▸ Directions for this task: The answer must be every line of the records below that contains the word "Searching".
(Beginning of Exercise input)
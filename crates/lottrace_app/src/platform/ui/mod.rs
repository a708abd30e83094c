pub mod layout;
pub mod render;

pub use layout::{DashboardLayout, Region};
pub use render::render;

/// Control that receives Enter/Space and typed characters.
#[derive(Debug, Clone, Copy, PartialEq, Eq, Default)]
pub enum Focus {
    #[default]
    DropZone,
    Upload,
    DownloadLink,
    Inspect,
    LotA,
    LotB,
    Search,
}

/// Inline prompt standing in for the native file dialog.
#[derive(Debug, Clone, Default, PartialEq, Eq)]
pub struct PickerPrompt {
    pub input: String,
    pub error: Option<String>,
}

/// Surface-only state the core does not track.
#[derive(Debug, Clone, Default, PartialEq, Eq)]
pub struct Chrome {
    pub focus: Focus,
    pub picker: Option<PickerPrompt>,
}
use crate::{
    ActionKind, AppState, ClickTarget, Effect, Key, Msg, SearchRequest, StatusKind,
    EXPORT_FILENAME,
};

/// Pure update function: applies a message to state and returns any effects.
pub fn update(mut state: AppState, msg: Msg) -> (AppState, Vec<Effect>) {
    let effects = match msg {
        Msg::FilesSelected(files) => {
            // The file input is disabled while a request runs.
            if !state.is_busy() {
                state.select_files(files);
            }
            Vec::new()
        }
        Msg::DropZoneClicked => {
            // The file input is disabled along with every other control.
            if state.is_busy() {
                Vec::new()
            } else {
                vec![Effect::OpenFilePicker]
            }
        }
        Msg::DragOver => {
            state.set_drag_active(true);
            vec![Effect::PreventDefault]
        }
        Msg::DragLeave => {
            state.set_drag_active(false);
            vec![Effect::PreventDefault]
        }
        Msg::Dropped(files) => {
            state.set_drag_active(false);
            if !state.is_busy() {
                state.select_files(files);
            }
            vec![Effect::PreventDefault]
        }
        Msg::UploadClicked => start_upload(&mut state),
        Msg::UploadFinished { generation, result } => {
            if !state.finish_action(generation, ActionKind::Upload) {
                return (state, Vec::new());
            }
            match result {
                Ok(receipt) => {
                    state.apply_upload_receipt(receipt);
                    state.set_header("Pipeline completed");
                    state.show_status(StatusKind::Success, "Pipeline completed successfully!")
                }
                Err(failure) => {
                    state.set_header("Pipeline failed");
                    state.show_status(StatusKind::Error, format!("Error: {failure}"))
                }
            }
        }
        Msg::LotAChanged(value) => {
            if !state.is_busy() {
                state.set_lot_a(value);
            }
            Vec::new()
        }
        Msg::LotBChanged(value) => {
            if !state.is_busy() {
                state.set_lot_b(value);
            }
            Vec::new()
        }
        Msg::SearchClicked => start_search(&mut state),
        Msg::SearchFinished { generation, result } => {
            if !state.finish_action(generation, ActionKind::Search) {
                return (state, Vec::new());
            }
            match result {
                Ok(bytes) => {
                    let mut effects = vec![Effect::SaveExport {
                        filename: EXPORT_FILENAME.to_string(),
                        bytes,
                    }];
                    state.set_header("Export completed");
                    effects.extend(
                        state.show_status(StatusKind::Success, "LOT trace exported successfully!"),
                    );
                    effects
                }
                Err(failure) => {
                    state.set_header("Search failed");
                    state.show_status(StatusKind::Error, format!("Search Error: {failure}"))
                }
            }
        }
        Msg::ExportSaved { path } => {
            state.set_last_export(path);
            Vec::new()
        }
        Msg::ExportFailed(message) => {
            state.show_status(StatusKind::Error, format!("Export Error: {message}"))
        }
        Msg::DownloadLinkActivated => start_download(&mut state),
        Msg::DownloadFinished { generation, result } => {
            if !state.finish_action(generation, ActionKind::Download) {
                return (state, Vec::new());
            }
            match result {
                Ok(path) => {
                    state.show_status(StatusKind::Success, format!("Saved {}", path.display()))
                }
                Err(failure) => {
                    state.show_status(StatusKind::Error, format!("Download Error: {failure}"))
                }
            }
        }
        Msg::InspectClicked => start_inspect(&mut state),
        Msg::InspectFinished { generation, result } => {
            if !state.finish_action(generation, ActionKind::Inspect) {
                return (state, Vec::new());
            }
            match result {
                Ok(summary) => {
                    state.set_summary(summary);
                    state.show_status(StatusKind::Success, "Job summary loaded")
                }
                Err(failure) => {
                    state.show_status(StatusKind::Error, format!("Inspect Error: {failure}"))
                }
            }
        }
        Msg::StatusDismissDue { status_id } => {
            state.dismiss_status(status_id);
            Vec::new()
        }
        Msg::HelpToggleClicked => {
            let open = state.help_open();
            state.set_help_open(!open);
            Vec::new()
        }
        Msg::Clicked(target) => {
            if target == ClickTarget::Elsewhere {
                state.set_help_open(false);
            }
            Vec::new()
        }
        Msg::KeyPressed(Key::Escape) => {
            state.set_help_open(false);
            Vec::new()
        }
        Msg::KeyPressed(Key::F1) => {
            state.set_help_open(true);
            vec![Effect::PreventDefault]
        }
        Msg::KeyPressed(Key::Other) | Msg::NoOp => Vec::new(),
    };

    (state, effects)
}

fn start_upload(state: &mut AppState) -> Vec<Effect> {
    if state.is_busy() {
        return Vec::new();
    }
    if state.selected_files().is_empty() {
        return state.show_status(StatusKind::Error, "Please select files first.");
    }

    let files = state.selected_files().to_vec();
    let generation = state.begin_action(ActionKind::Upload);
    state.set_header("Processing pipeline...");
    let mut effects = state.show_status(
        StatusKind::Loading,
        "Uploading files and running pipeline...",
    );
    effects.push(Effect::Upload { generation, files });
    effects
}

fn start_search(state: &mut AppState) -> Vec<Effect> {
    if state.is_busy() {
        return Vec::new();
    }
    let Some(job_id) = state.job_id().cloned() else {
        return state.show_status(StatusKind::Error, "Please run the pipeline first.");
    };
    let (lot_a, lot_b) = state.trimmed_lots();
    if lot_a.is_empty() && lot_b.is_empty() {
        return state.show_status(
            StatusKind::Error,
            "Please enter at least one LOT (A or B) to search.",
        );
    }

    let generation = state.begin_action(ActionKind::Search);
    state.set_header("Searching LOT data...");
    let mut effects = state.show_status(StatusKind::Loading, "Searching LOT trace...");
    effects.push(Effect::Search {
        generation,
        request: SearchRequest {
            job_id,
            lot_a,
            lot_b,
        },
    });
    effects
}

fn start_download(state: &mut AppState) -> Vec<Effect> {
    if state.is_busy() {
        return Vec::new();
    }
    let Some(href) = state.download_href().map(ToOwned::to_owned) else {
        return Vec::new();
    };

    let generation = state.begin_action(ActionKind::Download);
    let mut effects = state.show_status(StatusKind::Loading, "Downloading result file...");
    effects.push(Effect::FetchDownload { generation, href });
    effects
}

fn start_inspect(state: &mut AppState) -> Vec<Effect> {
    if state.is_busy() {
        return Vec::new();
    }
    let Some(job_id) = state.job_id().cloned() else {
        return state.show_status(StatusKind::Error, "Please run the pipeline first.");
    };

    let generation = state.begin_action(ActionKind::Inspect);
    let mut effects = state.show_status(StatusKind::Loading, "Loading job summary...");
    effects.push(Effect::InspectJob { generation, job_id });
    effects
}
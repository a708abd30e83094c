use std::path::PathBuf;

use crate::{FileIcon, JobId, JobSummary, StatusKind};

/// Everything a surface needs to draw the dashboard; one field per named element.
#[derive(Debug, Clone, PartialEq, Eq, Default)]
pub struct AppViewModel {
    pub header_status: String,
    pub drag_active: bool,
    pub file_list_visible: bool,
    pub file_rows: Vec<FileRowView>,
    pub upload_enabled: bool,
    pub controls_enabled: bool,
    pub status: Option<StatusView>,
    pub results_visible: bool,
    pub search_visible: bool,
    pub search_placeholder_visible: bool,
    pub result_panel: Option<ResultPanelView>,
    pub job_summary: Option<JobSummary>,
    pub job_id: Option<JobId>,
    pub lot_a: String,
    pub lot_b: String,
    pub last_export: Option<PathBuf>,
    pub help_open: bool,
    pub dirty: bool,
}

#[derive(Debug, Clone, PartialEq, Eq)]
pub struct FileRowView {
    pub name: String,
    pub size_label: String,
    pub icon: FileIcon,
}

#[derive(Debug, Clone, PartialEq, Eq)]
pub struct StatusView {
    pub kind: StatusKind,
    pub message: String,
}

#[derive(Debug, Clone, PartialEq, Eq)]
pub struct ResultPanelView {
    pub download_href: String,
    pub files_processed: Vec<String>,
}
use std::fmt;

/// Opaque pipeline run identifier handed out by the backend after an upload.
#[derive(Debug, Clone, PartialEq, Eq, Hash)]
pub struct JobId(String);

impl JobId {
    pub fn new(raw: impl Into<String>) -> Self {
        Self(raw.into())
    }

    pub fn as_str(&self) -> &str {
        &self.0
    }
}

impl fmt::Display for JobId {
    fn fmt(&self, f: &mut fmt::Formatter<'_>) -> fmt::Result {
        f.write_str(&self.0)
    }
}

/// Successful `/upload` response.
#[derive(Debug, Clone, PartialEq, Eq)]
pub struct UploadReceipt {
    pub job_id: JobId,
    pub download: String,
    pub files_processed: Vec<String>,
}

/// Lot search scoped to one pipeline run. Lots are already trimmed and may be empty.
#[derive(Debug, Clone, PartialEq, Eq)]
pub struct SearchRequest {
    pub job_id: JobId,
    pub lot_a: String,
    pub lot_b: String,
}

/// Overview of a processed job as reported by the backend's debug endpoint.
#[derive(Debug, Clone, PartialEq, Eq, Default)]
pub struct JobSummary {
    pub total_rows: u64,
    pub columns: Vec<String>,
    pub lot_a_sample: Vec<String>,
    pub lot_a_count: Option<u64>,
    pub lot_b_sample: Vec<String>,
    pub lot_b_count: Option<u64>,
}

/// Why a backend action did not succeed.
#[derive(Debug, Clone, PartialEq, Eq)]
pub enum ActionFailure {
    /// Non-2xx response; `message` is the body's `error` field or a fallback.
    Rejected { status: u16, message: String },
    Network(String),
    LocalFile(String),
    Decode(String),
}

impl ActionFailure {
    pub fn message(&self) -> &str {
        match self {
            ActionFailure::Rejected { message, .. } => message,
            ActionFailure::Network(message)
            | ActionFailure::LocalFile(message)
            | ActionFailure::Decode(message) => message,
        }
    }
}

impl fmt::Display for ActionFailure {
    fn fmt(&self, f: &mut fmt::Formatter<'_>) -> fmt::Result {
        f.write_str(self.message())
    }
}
(End of Exercise input)
▸ Task result:
    state.set_header("Searching LOT data...");
    let mut effects = state.show_status(StatusKind::Loading, "Searching LOT trace...");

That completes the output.